Saved data entries:
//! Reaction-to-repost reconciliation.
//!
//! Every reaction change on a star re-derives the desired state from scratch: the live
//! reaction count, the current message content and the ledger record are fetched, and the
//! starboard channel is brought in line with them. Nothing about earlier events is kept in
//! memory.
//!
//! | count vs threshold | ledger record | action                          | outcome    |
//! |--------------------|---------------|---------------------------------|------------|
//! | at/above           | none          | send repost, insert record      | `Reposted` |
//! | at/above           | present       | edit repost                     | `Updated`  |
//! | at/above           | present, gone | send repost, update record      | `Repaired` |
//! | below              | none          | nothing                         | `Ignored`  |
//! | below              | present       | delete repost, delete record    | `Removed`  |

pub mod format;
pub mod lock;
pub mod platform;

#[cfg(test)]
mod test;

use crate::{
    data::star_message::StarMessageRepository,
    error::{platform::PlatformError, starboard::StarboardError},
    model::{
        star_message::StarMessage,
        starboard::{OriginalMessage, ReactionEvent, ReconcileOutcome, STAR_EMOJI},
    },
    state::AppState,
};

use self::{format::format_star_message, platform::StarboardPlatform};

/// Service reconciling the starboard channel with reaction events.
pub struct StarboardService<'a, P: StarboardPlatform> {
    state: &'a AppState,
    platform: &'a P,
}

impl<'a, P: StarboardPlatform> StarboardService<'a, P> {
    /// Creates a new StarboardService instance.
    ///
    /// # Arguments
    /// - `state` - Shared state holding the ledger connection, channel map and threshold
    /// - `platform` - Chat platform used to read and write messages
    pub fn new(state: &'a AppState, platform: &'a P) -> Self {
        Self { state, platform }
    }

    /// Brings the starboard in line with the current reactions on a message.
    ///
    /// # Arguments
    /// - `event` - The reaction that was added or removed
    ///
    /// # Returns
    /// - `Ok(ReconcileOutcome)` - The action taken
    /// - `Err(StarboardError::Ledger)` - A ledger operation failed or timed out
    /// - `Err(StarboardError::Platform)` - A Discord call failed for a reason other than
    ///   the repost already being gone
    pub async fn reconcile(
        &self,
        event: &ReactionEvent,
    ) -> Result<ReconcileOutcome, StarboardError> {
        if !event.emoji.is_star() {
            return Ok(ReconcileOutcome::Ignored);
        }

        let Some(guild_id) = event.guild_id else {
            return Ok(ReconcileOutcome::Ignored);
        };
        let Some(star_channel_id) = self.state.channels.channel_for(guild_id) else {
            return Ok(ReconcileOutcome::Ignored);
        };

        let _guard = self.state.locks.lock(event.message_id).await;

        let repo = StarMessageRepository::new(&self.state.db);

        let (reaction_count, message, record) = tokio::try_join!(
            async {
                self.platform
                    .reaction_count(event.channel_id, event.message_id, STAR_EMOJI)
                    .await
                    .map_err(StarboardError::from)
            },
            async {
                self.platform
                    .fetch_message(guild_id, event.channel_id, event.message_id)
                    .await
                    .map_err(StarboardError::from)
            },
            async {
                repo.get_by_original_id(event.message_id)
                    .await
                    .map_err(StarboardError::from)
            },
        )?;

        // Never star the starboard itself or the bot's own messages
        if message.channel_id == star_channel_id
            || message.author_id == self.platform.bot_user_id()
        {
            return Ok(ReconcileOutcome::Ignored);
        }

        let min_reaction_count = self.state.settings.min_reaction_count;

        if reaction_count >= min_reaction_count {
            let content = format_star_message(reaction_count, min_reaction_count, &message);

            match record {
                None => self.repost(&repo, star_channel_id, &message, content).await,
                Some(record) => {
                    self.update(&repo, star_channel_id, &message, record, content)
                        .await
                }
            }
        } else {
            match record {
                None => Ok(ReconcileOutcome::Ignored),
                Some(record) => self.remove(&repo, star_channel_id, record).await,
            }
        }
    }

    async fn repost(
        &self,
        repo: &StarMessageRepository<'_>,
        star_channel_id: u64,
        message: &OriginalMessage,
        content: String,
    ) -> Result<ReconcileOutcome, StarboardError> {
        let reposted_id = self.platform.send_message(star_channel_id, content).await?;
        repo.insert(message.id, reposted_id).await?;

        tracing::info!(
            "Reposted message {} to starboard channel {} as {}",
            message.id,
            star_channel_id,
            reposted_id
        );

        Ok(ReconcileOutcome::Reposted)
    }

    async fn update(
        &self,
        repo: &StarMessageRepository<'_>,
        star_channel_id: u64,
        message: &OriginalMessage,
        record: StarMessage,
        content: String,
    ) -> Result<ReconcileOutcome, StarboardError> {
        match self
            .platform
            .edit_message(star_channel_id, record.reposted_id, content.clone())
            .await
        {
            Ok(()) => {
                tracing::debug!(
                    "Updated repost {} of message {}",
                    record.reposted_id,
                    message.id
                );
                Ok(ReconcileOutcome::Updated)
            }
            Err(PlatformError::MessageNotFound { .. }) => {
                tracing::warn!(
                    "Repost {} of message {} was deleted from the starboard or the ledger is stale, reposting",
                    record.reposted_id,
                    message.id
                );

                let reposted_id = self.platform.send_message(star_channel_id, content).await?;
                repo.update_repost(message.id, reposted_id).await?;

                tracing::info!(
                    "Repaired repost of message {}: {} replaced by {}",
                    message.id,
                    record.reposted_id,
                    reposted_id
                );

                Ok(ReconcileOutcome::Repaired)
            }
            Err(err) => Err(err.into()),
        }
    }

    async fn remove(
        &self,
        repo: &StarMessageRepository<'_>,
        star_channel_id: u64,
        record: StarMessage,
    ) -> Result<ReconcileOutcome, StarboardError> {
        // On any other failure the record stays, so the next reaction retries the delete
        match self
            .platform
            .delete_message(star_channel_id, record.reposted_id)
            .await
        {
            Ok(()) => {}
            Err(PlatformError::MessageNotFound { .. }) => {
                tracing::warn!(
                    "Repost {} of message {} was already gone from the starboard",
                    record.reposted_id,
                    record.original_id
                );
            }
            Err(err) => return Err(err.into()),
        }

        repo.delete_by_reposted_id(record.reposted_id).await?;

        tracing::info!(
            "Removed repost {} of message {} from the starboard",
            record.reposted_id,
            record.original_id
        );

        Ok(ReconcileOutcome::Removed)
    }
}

- _REQUIRED WORK_: Pick out the lines above that hold the string "into" and show them.

- _RESPONSE TO THIS EXERCISE_:
            Err(err) => Err(err.into()),
            Err(err) => return Err(err.into()),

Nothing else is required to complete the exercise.